Task objective: Transcribe the entries exactly as each line appears.

Dataset excerpts:
···

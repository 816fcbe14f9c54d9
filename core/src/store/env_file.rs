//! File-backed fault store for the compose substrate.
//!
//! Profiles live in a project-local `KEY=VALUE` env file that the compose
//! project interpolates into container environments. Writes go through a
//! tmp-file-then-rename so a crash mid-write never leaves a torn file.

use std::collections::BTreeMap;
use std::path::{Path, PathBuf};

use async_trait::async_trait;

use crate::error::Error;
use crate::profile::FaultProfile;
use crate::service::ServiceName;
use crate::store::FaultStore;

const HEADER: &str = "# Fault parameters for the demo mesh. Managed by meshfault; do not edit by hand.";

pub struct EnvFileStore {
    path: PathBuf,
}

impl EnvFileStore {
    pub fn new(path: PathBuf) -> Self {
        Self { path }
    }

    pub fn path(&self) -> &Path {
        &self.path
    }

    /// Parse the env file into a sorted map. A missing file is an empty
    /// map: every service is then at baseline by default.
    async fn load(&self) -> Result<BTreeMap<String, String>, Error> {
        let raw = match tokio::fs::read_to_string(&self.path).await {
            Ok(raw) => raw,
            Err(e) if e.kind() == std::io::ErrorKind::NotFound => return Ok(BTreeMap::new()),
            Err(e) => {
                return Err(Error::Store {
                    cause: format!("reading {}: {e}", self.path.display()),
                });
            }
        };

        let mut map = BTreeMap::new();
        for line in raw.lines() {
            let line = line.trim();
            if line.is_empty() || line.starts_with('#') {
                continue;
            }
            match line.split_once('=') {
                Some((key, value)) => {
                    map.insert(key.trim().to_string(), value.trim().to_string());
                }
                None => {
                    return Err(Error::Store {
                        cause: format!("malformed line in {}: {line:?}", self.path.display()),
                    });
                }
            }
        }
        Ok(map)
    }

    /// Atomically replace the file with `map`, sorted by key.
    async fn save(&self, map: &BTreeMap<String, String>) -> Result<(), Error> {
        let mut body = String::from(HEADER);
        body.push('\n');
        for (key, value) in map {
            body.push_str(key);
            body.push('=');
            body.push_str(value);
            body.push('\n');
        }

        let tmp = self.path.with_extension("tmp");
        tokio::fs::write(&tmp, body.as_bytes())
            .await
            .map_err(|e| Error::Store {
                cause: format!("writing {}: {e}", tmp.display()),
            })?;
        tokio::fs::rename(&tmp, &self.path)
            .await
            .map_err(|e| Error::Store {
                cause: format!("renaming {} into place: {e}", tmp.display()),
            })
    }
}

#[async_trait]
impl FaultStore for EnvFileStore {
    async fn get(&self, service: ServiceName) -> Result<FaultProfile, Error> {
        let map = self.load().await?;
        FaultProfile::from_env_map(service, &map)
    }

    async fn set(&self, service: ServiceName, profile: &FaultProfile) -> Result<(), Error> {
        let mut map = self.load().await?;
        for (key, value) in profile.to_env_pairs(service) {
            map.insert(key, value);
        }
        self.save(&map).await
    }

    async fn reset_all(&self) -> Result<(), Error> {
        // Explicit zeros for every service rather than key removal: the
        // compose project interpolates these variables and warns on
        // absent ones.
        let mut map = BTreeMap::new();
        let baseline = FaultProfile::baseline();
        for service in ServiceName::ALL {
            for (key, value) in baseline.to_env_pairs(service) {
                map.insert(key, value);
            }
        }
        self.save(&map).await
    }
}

···

Written answer:
repository 816fcbe14f9c54d9
filename core/src/store/env_file.rs
//! File-backed fault store for the compose substrate.
//!
//! Profiles live in a project-local `KEY=VALUE` env file that the compose
//! project interpolates into container environments. Writes go through a
//! tmp-file-then-rename so a crash mid-write never leaves a torn file.

use std::collections::BTreeMap;
use std::path::{Path, PathBuf};

use async_trait::async_trait;

use crate::error::Error;
use crate::profile::FaultProfile;
use crate::service::ServiceName;
use crate::store::FaultStore;

const HEADER: &str = "# Fault parameters for the demo mesh. Managed by meshfault; do not edit by hand.";

pub struct EnvFileStore {
    path: PathBuf,
}

impl EnvFileStore {
    pub fn new(path: PathBuf) -> Self {
        Self { path }
    }

    pub fn path(&self) -> &Path {
        &self.path
    }

    /// Parse the env file into a sorted map. A missing file is an empty
    /// map: every service is then at baseline by default.
    async fn load(&self) -> Result<BTreeMap<String, String>, Error> {
        let raw = match tokio::fs::read_to_string(&self.path).await {
            Ok(raw) => raw,
            Err(e) if e.kind() == std::io::ErrorKind::NotFound => return Ok(BTreeMap::new()),
            Err(e) => {
                return Err(Error::Store {
                    cause: format!("reading {}: {e}", self.path.display()),
                });
            }
        };

        let mut map = BTreeMap::new();
        for line in raw.lines() {
            let line = line.trim();
            if line.is_empty() || line.starts_with('#') {
                continue;
            }
            match line.split_once('=') {
                Some((key, value)) => {
                    map.insert(key.trim().to_string(), value.trim().to_string());
                }
                None => {
                    return Err(Error::Store {
                        cause: format!("malformed line in {}: {line:?}", self.path.display()),
                    });
                }
            }
        }
        Ok(map)
    }

    /// Atomically replace the file with `map`, sorted by key.
    async fn save(&self, map: &BTreeMap<String, String>) -> Result<(), Error> {
        let mut body = String::from(HEADER);
        body.push('\n');
        for (key, value) in map {
            body.push_str(key);
            body.push('=');
            body.push_str(value);
            body.push('\n');
        }

        let tmp = self.path.with_extension("tmp");
        tokio::fs::write(&tmp, body.as_bytes())
            .await
            .map_err(|e| Error::Store {
                cause: format!("writing {}: {e}", tmp.display()),
            })?;
        tokio::fs::rename(&tmp, &self.path)
            .await
            .map_err(|e| Error::Store {
                cause: format!("renaming {} into place: {e}", tmp.display()),
            })
    }
}

#[async_trait]
impl FaultStore for EnvFileStore {
    async fn get(&self, service: ServiceName) -> Result<FaultProfile, Error> {
        let map = self.load().await?;
        FaultProfile::from_env_map(service, &map)
    }

    async fn set(&self, service: ServiceName, profile: &FaultProfile) -> Result<(), Error> {
        let mut map = self.load().await?;
        for (key, value) in profile.to_env_pairs(service) {
            map.insert(key, value);
        }
        self.save(&map).await
    }

    async fn reset_all(&self) -> Result<(), Error> {
        // Explicit zeros for every service rather than key removal: the
        // compose project interpolates these variables and warns on
        // absent ones.
        let mut map = BTreeMap::new();
        let baseline = FaultProfile::baseline();
        for service in ServiceName::ALL {
            for (key, value) in baseline.to_env_pairs(service) {
                map.insert(key, value);
            }
        }
        self.save(&map).await
    }
}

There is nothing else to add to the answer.